# Shader Programming: Massively parallel art [Episode 9: Specular Lighting]

in #learnwithsteem2 months ago (edited)

Welcome back to the much-delayed 9th episode of the Shader series! I'm happy to be back on Steem after some IRL issues.

Today we're going to improve our lighting model by introducing a specular lighting component.

# PART 9: Specular Lighting

Specular lighting models the glints and highlights that we see when light reflects off a shiny object into our eye, and lets us give a realistic "metallic" look to objects in our scene.

Unlike diffuse lighting, in which a surface looks the same when viewed from any angle, specular lighting depends not on just on the light direction and surface normal, but also on the viewer's position.
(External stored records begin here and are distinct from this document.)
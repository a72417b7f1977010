//! Notification bus for post and comment change events.
//!
//! Mutations on the [`crate::Store`] publish [`ChangeEvent`]s on a
//! [`Topic`]; each live [`Subscription`] receives the events published on its
//! topic after it subscribed, in publish order.

mod event;
mod manager;
mod subscription;

pub use event::{ChangeEvent, CommentEvent, CommentMutation, PostEvent, PostMutation, Topic};
pub use manager::{NotificationBus, SharedBus, DEFAULT_SUBSCRIPTION_CAPACITY};
pub use subscription::{CancelHandle, Subscription};
//! Postboard Server - store, resolvers and notification bus in one process.

use std::sync::Arc;

use clap::Parser;
use tracing_subscriber::{layer::SubscriberExt, util::SubscriberInitExt};

use postboard_core::Store;
use postboard_server::config::DEFAULT_LOG_FILTER;
use postboard_server::{load_demo_data, Args, Context};

#[tokio::main]
async fn main() -> Result<(), Box<dyn std::error::Error>> {
    // Initialize tracing
    tracing_subscriber::registry()
        .with(
            tracing_subscriber::EnvFilter::try_from_default_env()
                .unwrap_or_else(|_| DEFAULT_LOG_FILTER.into()),
        )
        .with(tracing_subscriber::fmt::layer())
        .init();

    tracing::info!(version = env!("CARGO_PKG_VERSION"), "starting Postboard server");

    let args = Args::parse();
    let config = args.into_config();

    tracing::info!(
        data_path = ?config.data_path,
        subscription_capacity = config.subscription_capacity,
        seed_demo_data = config.seed_demo_data,
        "configuration loaded"
    );

    let store = Arc::new(Store::open(&config.store_config())?);
    let context = Context::new(store);

    let stats = context.store().stats();
    if config.seed_demo_data && stats.users == 0 {
        load_demo_data(context.store())?;
    } else {
        tracing::info!(
            users = stats.users,
            posts = stats.posts,
            comments = stats.comments,
            "store ready"
        );
    }

    // Log the post feed until shutdown
    let mut feed = context.subscription().post();
    let feed_cancel = feed.cancel_handle();
    let feed_task = config.log_events.then(|| {
        tokio::spawn(async move {
            while let Some(event) = feed.next().await {
                if let Some(event) = event.as_post() {
                    tracing::info!(
                        mutation = ?event.mutation,
                        post_id = %event.data.id,
                        title = %event.data.title,
                        "post event"
                    );
                }
            }
            if feed.dropped_events() > 0 {
                tracing::warn!(dropped = feed.dropped_events(), "post feed fell behind");
            }
        })
    });

    tracing::info!("server ready");

    if let Err(e) = tokio::signal::ctrl_c().await {
        tracing::error!(error = %e, "failed to listen for ctrl+c");
    }
    tracing::info!("received shutdown signal");

    feed_cancel.cancel();
    if let Some(task) = feed_task {
        if let Err(e) = task.await {
            tracing::warn!(error = %e, "post feed task failed");
        }
    }

    context.store().flush()?;
    tracing::info!("server shutdown complete");

    Ok(())
}
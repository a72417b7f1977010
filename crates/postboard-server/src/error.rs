//! Server error types.

use serde::Serialize;
use thiserror::Error;

/// Server errors.
#[derive(Debug, Error)]
pub enum Error {
    /// Store error.
    #[error("store error: {0}")]
    Store(#[from] postboard_core::Error),
}

/// Stable error classification exposed to the query layer.
#[derive(Debug, Clone, Copy, PartialEq, Eq, Serialize)]
#[serde(rename_all = "SCREAMING_SNAKE_CASE")]
pub enum ErrorCode {
    NotFound,
    Conflict,
    Internal,
}

/// Error returned by a resolver.
#[derive(Debug, Clone, PartialEq, Eq, Error, Serialize)]
#[error("{message}")]
pub struct ResolverError {
    /// Error code.
    pub code: ErrorCode,
    /// Error message.
    pub message: String,
}

impl ResolverError {
    pub fn new(code: ErrorCode, message: impl Into<String>) -> Self {
        Self {
            code,
            message: message.into(),
        }
    }

    pub fn not_found(message: impl Into<String>) -> Self {
        Self::new(ErrorCode::NotFound, message)
    }
}

impl From<postboard_core::Error> for ResolverError {
    fn from(err: postboard_core::Error) -> Self {
        use postboard_core::Error as CoreError;

        let code = match &err {
            CoreError::NotFound(_) => ErrorCode::NotFound,
            CoreError::Conflict(_) => ErrorCode::Conflict,
            CoreError::Storage(_)
            | CoreError::Io(_)
            | CoreError::Serialization(_)
            | CoreError::Corrupt(_) => {
                tracing::error!(error = %err, "store failure");
                ErrorCode::Internal
            }
        };

        let message = match &err {
            CoreError::NotFound(inner) => inner.to_string(),
            CoreError::Conflict(inner) => inner.to_string(),
            _ => "internal error".to_string(),
        };

        Self { code, message }
    }
}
If you look at a shiny object in real life, like a coin or a ring, you'll notice that the highlights change when you move your eye. This is the specular component we'll model.

## What we need to calculate I already said that when our eye moves, a scene's specular highlights change. It's therefore not surprising that we'll need to calculate an eye direction vector from our hit point - shown in blue on the diagram above.

The other vector we need to find is the reflected light direction; note on the diagram that the solid yellow light direction vector is reflected through the surface normal to give the dashed yellow reflection vector.

Once we have those, we're interested in the angle between the eye direction and the reflected light direction, marked in green on the diagram.

The smaller that angle, the closer the reflected light direction is to colliding directly with the eye, and the brighter the specular highlight!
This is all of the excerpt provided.